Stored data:
• • • •

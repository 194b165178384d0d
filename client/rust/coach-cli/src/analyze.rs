use anyhow::{bail, Result};
use clap::Args;
use coach_client::{
    casing, AnalyzeRequest, ApiError, CancelToken, CompleteEvent, ProgressEvent, StreamClient, StreamHandle,
    StreamHandler, StreamOutcome,
};

#[derive(Args, Debug)]
pub struct AnalyzeArgs {
    /// Location of the recording to analyze
    #[arg(long)]
    pub audio_url: String,

    /// quick or deep
    #[arg(long, default_value = "quick")]
    pub mode: String,

    #[arg(long, default_value = "default_male")]
    pub voice_type: String,

    /// Question the speech answers
    #[arg(long)]
    pub question: Option<String>,

    #[arg(long)]
    pub project_id: Option<String>,

    /// Print the result with the gateway's snake_case keys
    #[arg(long)]
    pub wire_keys: bool,
}

#[derive(Args, Debug)]
pub struct WatchArgs {
    pub session_id: String,

    /// Print the result with the gateway's snake_case keys
    #[arg(long)]
    pub wire_keys: bool,
}

/// Progress goes to stderr, the final result to stdout as JSON.
struct Printer {
    wire_keys: bool,
}

impl Printer {
    fn render(&self, event: &CompleteEvent) -> serde_json::Result<String> {
        let value = serde_json::to_value(event)?;
        let value = if self.wire_keys { casing::to_server(value) } else { value };
        serde_json::to_string_pretty(&value)
    }
}

impl StreamHandler for Printer {
    fn on_progress(&mut self, event: ProgressEvent) {
        let message = event.message.unwrap_or_default();
        eprintln!("[{:>3.0}%] {:<16} {message}", event.progress, event.step);
    }

    fn on_complete(&mut self, event: CompleteEvent) {
        match self.render(&event) {
            Ok(json) => println!("{json}"),
            Err(err) => eprintln!("could not render result: {err}"),
        }
    }

    fn on_error(&mut self, error: ApiError) {
        eprintln!("analysis failed: {error}");
    }

    fn on_heartbeat(&mut self) {
        tracing::debug!("heartbeat");
    }
}

async fn follow(handle: StreamHandle, token: CancelToken) -> Result<()> {
    let join = handle.join();
    tokio::pin!(join);
    let outcome = tokio::select! {
        outcome = &mut join => outcome,
        _ = tokio::signal::ctrl_c() => {
            token.cancel();
            join.await
        }
    };
    match outcome {
        StreamOutcome::Completed => Ok(()),
        StreamOutcome::Cancelled => {
            eprintln!("cancelled");
            Ok(())
        }
        StreamOutcome::Failed => bail!("stream ended with an error"),
    }
}

pub async fn run(url: &str, args: AnalyzeArgs) -> Result<()> {
    let client = StreamClient::new(url)?;
    let mut request = AnalyzeRequest::new(args.audio_url);
    request.mode = args.mode;
    request.voice_type = args.voice_type;
    request.question = args.question;
    request.project_id = args.project_id;
    let token = CancelToken::new();
    follow(client.analyze_with(&request, Printer { wire_keys: args.wire_keys }, token.clone()), token).await
}

pub async fn watch(url: &str, args: WatchArgs) -> Result<()> {
    let client = StreamClient::new(url)?;
    let token = CancelToken::new();
    follow(client.subscribe_with(&args.session_id, Printer { wire_keys: args.wire_keys }, token.clone()), token).await
}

• • • •

DESCRIPTION OF THE TASK :: Begin with the first line of the data above and, please, print each line exactly until you have printed the line containing "impl StreamHandler for"; print nothing else.

YOUR SOLUTION ::
repository 194b165178384d0d
filename client/rust/coach-cli/src/analyze.rs
use anyhow::{bail, Result};
use clap::Args;
use coach_client::{
    casing, AnalyzeRequest, ApiError, CancelToken, CompleteEvent, ProgressEvent, StreamClient, StreamHandle,
    StreamHandler, StreamOutcome,
};

#[derive(Args, Debug)]
pub struct AnalyzeArgs {
    /// Location of the recording to analyze
    #[arg(long)]
    pub audio_url: String,

    /// quick or deep
    #[arg(long, default_value = "quick")]
    pub mode: String,

    #[arg(long, default_value = "default_male")]
    pub voice_type: String,

    /// Question the speech answers
    #[arg(long)]
    pub question: Option<String>,

    #[arg(long)]
    pub project_id: Option<String>,

    /// Print the result with the gateway's snake_case keys
    #[arg(long)]
    pub wire_keys: bool,
}

#[derive(Args, Debug)]
pub struct WatchArgs {
    pub session_id: String,

    /// Print the result with the gateway's snake_case keys
    #[arg(long)]
    pub wire_keys: bool,
}

/// Progress goes to stderr, the final result to stdout as JSON.
struct Printer {
    wire_keys: bool,
}

impl Printer {
    fn render(&self, event: &CompleteEvent) -> serde_json::Result<String> {
        let value = serde_json::to_value(event)?;
        let value = if self.wire_keys { casing::to_server(value) } else { value };
        serde_json::to_string_pretty(&value)
    }
}

impl StreamHandler for Printer {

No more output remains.